Scan the data below for lines holding the word "operations", and copy each line found.

====================

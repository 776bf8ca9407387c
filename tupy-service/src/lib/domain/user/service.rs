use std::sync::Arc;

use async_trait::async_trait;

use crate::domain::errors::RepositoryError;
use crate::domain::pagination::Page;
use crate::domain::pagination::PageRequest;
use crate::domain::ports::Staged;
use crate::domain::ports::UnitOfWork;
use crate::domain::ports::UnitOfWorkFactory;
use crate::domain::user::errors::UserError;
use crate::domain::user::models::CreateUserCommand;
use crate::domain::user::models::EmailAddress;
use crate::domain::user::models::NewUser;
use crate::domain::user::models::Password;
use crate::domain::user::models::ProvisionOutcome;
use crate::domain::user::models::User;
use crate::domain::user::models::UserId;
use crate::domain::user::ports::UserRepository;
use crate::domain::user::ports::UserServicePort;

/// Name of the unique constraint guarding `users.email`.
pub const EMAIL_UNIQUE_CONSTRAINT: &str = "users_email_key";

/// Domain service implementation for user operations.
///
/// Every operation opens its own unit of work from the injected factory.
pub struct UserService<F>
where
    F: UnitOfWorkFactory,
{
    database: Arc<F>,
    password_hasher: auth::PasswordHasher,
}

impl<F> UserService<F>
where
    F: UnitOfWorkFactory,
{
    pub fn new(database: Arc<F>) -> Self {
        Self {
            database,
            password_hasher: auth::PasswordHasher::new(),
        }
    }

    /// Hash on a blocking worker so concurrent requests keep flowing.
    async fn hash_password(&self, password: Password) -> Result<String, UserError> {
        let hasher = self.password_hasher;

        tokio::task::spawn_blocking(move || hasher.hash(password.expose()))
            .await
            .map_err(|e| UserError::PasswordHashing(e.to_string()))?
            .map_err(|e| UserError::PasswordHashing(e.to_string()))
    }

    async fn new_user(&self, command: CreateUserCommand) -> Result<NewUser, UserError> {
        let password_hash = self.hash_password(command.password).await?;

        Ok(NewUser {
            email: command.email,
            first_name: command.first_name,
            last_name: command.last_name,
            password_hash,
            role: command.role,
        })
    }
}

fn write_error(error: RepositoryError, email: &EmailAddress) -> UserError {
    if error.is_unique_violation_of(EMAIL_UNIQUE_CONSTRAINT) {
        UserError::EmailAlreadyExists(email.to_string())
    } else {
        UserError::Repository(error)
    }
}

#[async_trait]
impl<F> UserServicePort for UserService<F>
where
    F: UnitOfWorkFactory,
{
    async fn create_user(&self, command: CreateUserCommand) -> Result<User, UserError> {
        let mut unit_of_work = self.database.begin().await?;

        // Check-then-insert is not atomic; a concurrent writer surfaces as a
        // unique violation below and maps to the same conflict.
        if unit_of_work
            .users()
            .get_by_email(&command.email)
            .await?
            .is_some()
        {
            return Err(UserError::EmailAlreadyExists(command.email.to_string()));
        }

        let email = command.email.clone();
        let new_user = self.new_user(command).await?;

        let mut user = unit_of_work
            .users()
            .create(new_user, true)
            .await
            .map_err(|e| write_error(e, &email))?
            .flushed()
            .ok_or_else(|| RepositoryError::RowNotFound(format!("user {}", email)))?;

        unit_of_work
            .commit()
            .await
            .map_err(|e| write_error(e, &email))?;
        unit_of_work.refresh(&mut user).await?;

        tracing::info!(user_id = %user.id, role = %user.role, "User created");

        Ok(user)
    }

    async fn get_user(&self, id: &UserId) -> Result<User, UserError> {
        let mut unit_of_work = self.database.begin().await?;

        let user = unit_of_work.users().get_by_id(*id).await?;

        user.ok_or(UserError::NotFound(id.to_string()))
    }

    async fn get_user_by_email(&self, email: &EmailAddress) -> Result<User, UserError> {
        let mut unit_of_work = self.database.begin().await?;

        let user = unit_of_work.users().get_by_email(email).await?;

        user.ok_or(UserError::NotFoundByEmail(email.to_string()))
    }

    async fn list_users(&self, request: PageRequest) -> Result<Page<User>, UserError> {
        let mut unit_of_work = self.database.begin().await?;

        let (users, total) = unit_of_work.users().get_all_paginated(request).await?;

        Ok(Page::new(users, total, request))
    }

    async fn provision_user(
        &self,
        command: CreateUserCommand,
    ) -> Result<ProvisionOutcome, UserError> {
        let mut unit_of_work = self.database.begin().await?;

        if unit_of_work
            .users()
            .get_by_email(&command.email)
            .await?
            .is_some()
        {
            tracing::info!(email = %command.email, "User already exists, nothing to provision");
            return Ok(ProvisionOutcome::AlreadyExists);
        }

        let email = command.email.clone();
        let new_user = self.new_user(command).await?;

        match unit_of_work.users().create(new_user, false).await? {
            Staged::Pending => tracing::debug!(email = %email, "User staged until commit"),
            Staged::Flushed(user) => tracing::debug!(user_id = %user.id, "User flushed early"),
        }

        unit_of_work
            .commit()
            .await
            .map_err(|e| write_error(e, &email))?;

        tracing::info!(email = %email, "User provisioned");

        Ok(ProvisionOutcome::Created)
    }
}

====================

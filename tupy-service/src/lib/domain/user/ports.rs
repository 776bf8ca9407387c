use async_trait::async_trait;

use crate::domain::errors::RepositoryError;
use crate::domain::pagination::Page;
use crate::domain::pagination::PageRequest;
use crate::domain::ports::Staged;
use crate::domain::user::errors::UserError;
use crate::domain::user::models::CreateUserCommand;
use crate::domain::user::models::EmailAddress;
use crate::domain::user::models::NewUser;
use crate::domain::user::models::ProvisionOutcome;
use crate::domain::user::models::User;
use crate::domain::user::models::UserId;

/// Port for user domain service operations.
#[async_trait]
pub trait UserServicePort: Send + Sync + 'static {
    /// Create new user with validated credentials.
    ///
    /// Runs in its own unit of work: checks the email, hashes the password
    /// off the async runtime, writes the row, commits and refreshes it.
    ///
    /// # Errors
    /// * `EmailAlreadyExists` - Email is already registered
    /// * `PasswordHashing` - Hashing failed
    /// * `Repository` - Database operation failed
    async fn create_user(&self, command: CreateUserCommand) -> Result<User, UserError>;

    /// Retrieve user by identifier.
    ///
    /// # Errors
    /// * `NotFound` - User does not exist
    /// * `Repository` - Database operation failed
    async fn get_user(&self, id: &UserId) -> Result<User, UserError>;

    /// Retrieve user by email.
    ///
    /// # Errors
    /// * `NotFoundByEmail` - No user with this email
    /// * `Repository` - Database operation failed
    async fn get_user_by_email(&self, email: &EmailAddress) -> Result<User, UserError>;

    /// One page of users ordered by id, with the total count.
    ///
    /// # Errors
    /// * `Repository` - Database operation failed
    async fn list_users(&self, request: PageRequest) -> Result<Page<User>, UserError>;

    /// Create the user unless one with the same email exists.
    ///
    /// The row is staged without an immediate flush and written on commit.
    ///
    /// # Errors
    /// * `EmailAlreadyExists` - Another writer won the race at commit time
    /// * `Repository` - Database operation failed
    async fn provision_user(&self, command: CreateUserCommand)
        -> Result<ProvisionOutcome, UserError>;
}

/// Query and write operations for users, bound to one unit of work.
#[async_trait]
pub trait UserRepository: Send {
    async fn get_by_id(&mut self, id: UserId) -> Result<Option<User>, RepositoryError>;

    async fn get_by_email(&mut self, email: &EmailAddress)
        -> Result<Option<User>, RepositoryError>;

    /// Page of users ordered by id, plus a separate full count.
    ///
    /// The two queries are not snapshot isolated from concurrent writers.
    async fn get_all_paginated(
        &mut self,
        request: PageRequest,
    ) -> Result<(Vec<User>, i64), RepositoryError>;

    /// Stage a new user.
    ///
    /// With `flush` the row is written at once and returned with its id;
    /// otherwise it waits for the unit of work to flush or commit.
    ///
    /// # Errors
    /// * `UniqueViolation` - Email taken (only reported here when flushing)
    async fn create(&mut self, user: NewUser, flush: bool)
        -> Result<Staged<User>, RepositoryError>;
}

====================

Response area:
/// Domain service implementation for user operations.
/// Port for user domain service operations.
/// Query and write operations for users, bound to one unit of work.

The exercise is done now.